- [Required work]:
What lines below contain the string "main"? List them all.

(Stored entries)
----------

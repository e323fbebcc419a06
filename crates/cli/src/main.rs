//! `tillbook` command-line front end.
//!
//! Every command opens the JSON document, runs one service call, prints the
//! result as JSON on stdout and exits. Logs go to stderr.

mod args;
mod commands;

use anyhow::Result;
use clap::Parser;

use tillbook_infra::Settings;

use crate::args::{Cli, Commands};
use crate::commands::{
    CliContext, handle_category_command, handle_invoice_command, handle_product_command,
    handle_report_command,
};

fn main() -> Result<()> {
    let cli = Cli::parse();

    let mut settings = Settings::from_env();
    if let Some(path) = cli.data_file {
        settings.data_file = path;
    }
    if let Some(format) = cli.log_format {
        settings.log_format = format;
    }
    tillbook_observability::init(settings.log_format);
    tracing::debug!(data_file = %settings.data_file.display(), policy = ?settings.policy, "settings loaded");

    let context = CliContext::open(&settings)?;
    match cli.command {
        Commands::Category(command) => handle_category_command(&context, command)?,
        Commands::Product(command) => handle_product_command(&context, command)?,
        Commands::Invoice(command) => handle_invoice_command(&context, command)?,
        Commands::Report(command) => handle_report_command(&context, command)?,
    }

    Ok(())
}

----------

- [Response to this exercise]:
filename crates/cli/src/main.rs
fn main() -> Result<()> {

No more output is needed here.